The thesis specifically looks at the American Gazetteer. These texts contain fundamental information about major places in its vicinity. By identifying and exploiting these tags, we aim to estimate the most likely position for the historical entry and accordingly link it
to its corresponding contemporary counterpart.

Example of a toponym in the Gazetteer

Therefore, in this case study, Bram Schmidt examined the toponym recognition performance of state-of-the-art Named Entity Recognition (NER) tools spaCy and Stanza concerning historical texts and we tested two new heuristics to facilitate efficient entity linking to the geographical database of GeoNames.

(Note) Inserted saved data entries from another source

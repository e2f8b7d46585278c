use leptos::prelude::*;

use crate::explorer::PaperLink;

/// Papers loaded for a node selection, headed by the first selected author.
#[derive(Clone, Debug, PartialEq)]
pub struct AuthorPapers {
	pub author: String,
	pub papers: Vec<PaperLink>,
}

#[component]
pub fn PapersPanel(title: String, #[prop(into)] papers: Signal<Option<AuthorPapers>>) -> impl IntoView {
	let expanded = RwSignal::new(true);

	view! {
		<div
			id="papers_list"
			class="papers-panel"
			style:display=move || if papers.with(Option::is_some) { "block" } else { "none" }
		>
			<div class="panel-header">
				<span>{title}" "</span>
				<span class="author_name">
					{move || papers.with(|p| p.as_ref().map(|p| p.author.clone()).unwrap_or_default())}
				</span>
				<button class="collapse-expand" on:click=move |_| expanded.update(|e| *e = !*e)>
					<i class=move || if expanded.get() { "fas fa-minus" } else { "fas fa-plus" }></i>
				</button>
			</div>
			<div class="content" style:display=move || if expanded.get() { "block" } else { "none" }>
				{move || {
					papers
						.get()
						.map(|p| {
							p.papers
								.into_iter()
								.map(|paper| {
									view! {
										<div class="papers-list-item">
											<a href=paper.url target="_blank">
												{paper.title}
											</a>
										</div>
									}
								})
								.collect_view()
						})
				}}
			</div>
		</div>
	}
}
#[cfg(test)]
mod tests {
	use super::*;
	use crate::components::force_graph::{GraphLink, GraphNode};
	use crate::config::GraphConfig;

	fn node(id: &str, x: f64, y: f64, value: f64) -> GraphNode {
		GraphNode {
			id: id.into(),
			label: Some(id.into()),
			value: Some(value),
			x: Some(x),
			y: Some(y),
		}
	}

	fn link(a: &str, b: &str) -> GraphLink {
		GraphLink {
			source: a.into(),
			target: b.into(),
		}
	}

	fn data() -> GraphData {
		GraphData {
			nodes: vec![
				node("a", 0.0, 0.0, 1.0),
				node("b", 200.0, 0.0, 5.0),
				node("c", 0.0, 200.0, 3.0),
			],
			links: vec![link("a", "b"), link("b", "c"), link("c", "ghost")],
		}
	}

	fn state() -> ForceGraphState {
		let config = GraphConfig::network();
		ForceGraphState::new(&data(), config.style, config.physics, 800.0, 600.0)
	}

	#[test]
	fn builds_nodes_and_drawable_edges() {
		let s = state();
		assert_eq!(s.node_count(), 3);
		assert_eq!(s.edge_count(), 2);
		let b = s.index_of("b").unwrap();
		assert_eq!(s.position_of(b), Some((200.0, 0.0)));
		assert_eq!(s.id_of(b), Some("b"));
	}

	#[test]
	fn radius_scales_with_value() {
		let s = state();
		let mut radii = HashMap::new();
		s.graph.visit_nodes(|n| {
			radii.insert(n.data.user_data.id.clone(), n.data.user_data.radius);
		});
		assert_eq!(radii["a"], 7.0);
		assert_eq!(radii["b"], 50.0);
		assert!(radii["c"] > 7.0 && radii["c"] < 50.0);
	}

	#[test]
	fn hit_test_uses_transform() {
		let s = state();
		assert_eq!(s.node_at_position(400.0, 300.0), s.index_of("a"));
		assert_eq!(s.node_at_position(600.0, 300.0), s.index_of("b"));
		assert_eq!(s.node_at_position(500.0, 450.0), None);
	}

	#[test]
	fn set_data_keeps_positions_and_selection() {
		let mut s = state();
		assert_eq!(s.select(&["b".into(), "c".into(), "zzz".into()]), 2);

		let mut moved = data();
		moved.nodes[1].x = Some(-500.0);
		moved.nodes.remove(2);
		s.set_data(&moved);

		assert_eq!(s.node_count(), 2);
		assert_eq!(s.edge_count(), 1);
		assert_eq!(s.position_of(s.index_of("b").unwrap()), Some((200.0, 0.0)));
		assert_eq!(s.selected_ids(), vec!["b".to_string()]);
	}

	fn unplaced(id: String) -> GraphNode {
		GraphNode {
			id,
			label: None,
			value: None,
			x: None,
			y: None,
		}
	}

	#[test]
	fn nodes_without_position_are_seeded_apart() {
		let config = GraphConfig::network();
		let min_gap = 2.0 * config.style.radius_min;
		let data = GraphData {
			nodes: (0..300).map(|i| unplaced(format!("n{i}"))).collect(),
			links: vec![],
		};
		let s = ForceGraphState::new(&data, config.style, config.physics, 800.0, 600.0);
		let seeds: Vec<(f64, f64)> = (0..300)
			.map(|i| s.position_of(s.index_of(&format!("n{i}")).unwrap()).unwrap())
			.collect();
		for (i, a) in seeds.iter().enumerate() {
			for b in &seeds[i + 1..] {
				let d = ((a.0 - b.0).powi(2) + (a.1 - b.1).powi(2)).sqrt();
				assert!(d >= min_gap, "seeds {a:?} and {b:?} are {d} apart");
			}
		}
	}

	#[test]
	fn seeded_disc_grows_with_node_count() {
		let spread = |n: usize| {
			(0..n)
				.map(|i| {
					let (x, y) = seed_position(i, 20.0);
					(x * x + y * y).sqrt()
				})
				.fold(0.0, f64::max)
		};
		assert!(spread(300) > 3.0 * spread(30));
	}

	#[test]
	fn placed_nodes_do_not_consume_seed_slots() {
		let config = GraphConfig::network();
		let data = GraphData {
			nodes: vec![node("a", 0.0, 0.0, 1.0), unplaced("solo".into())],
			links: vec![],
		};
		let s = ForceGraphState::new(&data, config.style.clone(), config.physics, 800.0, 600.0);
		let (x, y) = seed_position(0, 2.0 * config.style.radius_max);
		assert_eq!(
			s.position_of(s.index_of("solo").unwrap()),
			Some((x as f32 as f64, y as f32 as f64))
		);
	}

	#[test]
	fn click_selects_and_ctrl_click_extends() {
		let mut s = state();
		let (a, b) = (s.index_of("a"), s.index_of("b"));
		assert_eq!(s.click(a, false), Some(vec!["a".to_string()]));
		assert_eq!(s.click(b, true), Some(vec!["a".to_string(), "b".to_string()]));
		assert_eq!(s.click(b, false), Some(vec!["b".to_string()]));
		assert_eq!(s.click(None, false), None);
		assert!(s.selected_ids().is_empty());
	}

	#[test]
	fn ctrl_click_off_last_node_reports_empty_selection() {
		let mut s = state();
		let a = s.index_of("a");
		s.click(a, false);
		assert_eq!(s.click(a, true), Some(Vec::new()));
	}

	#[test]
	fn press_without_travel_is_click() {
		let mut s = state();
		s.pointer_down(600.0, 300.0);
		s.pointer_move(601.0, 301.0);
		assert_eq!(s.pointer_up(), PointerRelease::Click(s.index_of("b")));

		s.pointer_down(500.0, 450.0);
		assert_eq!(s.pointer_up(), PointerRelease::Click(None));

		assert_eq!(s.pointer_up(), PointerRelease::Idle);
	}

	#[test]
	fn dragging_moves_node_and_is_not_click() {
		let mut s = state();
		s.pointer_down(600.0, 300.0);
		s.pointer_move(620.0, 310.0);
		assert_eq!(s.pointer_up(), PointerRelease::Moved);
		let b = s.index_of("b").unwrap();
		assert_eq!(s.position_of(b), Some((220.0, 10.0)));
	}

	#[test]
	fn panning_moves_transform() {
		let mut s = state();
		s.pointer_down(500.0, 450.0);
		s.pointer_move(520.0, 460.0);
		assert_eq!(s.pointer_up(), PointerRelease::Moved);
		assert_eq!((s.transform.x, s.transform.y), (420.0, 310.0));
	}

	#[test]
	fn focus_animates_to_node() {
		let mut s = state();
		assert!(!s.focus("nobody"));
		assert!(s.focus("b"));
		assert!(s.camera.is_some());
		for _ in 0..40 {
			s.tick(0.016);
		}
		assert!(s.camera.is_none());
		assert_eq!(
			s.transform,
			ViewTransform {
				x: 200.0,
				y: 300.0,
				k: 1.0
			}
		);
	}

	#[test]
	fn fit_contains_every_node() {
		let mut s = state();
		s.fit();
		for id in ["a", "b", "c"] {
			let (x, y) = s.position_of(s.index_of(id).unwrap()).unwrap();
			let (sx, sy) = (x * s.transform.k + s.transform.x, y * s.transform.k + s.transform.y);
			assert!((0.0..=800.0).contains(&sx), "{id} x={sx}");
			assert!((0.0..=600.0).contains(&sy), "{id} y={sy}");
		}
	}

	#[test]
	fn fit_on_empty_graph_recenters() {
		let config = GraphConfig::network();
		let mut s =
			ForceGraphState::new(&GraphData::default(), config.style, config.physics, 800.0, 600.0);
		s.transform.k = 4.0;
		s.fit();
		assert_eq!(s.transform, ViewTransform::centered(800.0, 600.0));
	}

	#[test]
	fn zoom_is_clamped() {
		let mut s = state();
		for _ in 0..100 {
			s.zoom_at(400.0, 300.0, 1.0);
		}
		assert_eq!(s.transform.k, MIN_ZOOM);
		for _ in 0..100 {
			s.zoom_at(400.0, 300.0, -1.0);
		}
		assert_eq!(s.transform.k, MAX_ZOOM);
	}

	#[test]
	fn horizontal_scroll_does_not_zoom() {
		let mut s = state();
		let before = s.transform.clone();
		s.zoom_at(400.0, 300.0, 0.0);
		assert_eq!(s.transform, before);
	}

	#[test]
	fn focus_fails_for_filtered_out_node() {
		let mut s = state();
		let mut filtered = data();
		filtered.nodes.remove(2);
		s.set_data(&filtered);
		assert!(!s.focus("c"));
		assert_eq!(s.select(&["c".into()]), 0);
	}

	#[test]
	fn physics_is_idle_outside_stabilization() {
		let mut s = state();
		let b = s.index_of("b").unwrap();
		for _ in 0..20 {
			s.tick(0.016);
		}
		assert_eq!(s.position_of(b), Some((200.0, 0.0)));
	}

	#[test]
	fn stabilization_finishes_after_configured_iterations() {
		let mut s = state();
		s.start_stabilization();
		let mut frames = 0;
		while !s.tick(0.016) {
			frames += 1;
			assert!(frames < 100);
		}
		// 50 iterations at 5 per frame
		assert_eq!(frames + 1, 10);
		assert!(!s.is_stabilizing());
		assert!(!s.tick(0.016));
	}

	#[test]
	fn resize_keeps_center() {
		let mut s = state();
		let center = s.screen_to_graph(400.0, 300.0);
		s.resize(1000.0, 500.0);
		assert_eq!(s.screen_to_graph(500.0, 250.0), center);
		assert_eq!((s.width, s.height), (1000.0, 500.0));
	}

	#[test]
	fn hover_highlights_neighbors() {
		let mut s = state();
		let (a, b, c) = (
			s.index_of("a").unwrap(),
			s.index_of("b").unwrap(),
			s.index_of("c").unwrap(),
		);
		s.set_hover(Some(a));
		assert!(s.is_highlighted(a) && s.is_highlighted(b));
		assert!(!s.is_highlighted(c));
		s.pointer_leave();
		assert!(!s.has_active_highlight());
	}
}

Experiments with different geo-distance heuristics show that indeed this can be used to disambiguate place names.

We tested our method against a subset of manually annotated records of the gazetteer.
Results show that both NER tools do function insufficiently in their task
to automatically identify relevant toponyms out of the free text of a historical lemma. However, exploiting correctly identified context toponyms by calculating the minimal distance among them proves to be successful and combining the approaches into one algorithm shows improved recall score.

Bram’s thesis was co-supervised by Marieke van Erp and Romke Stapel. His thesis can be found here [pdf]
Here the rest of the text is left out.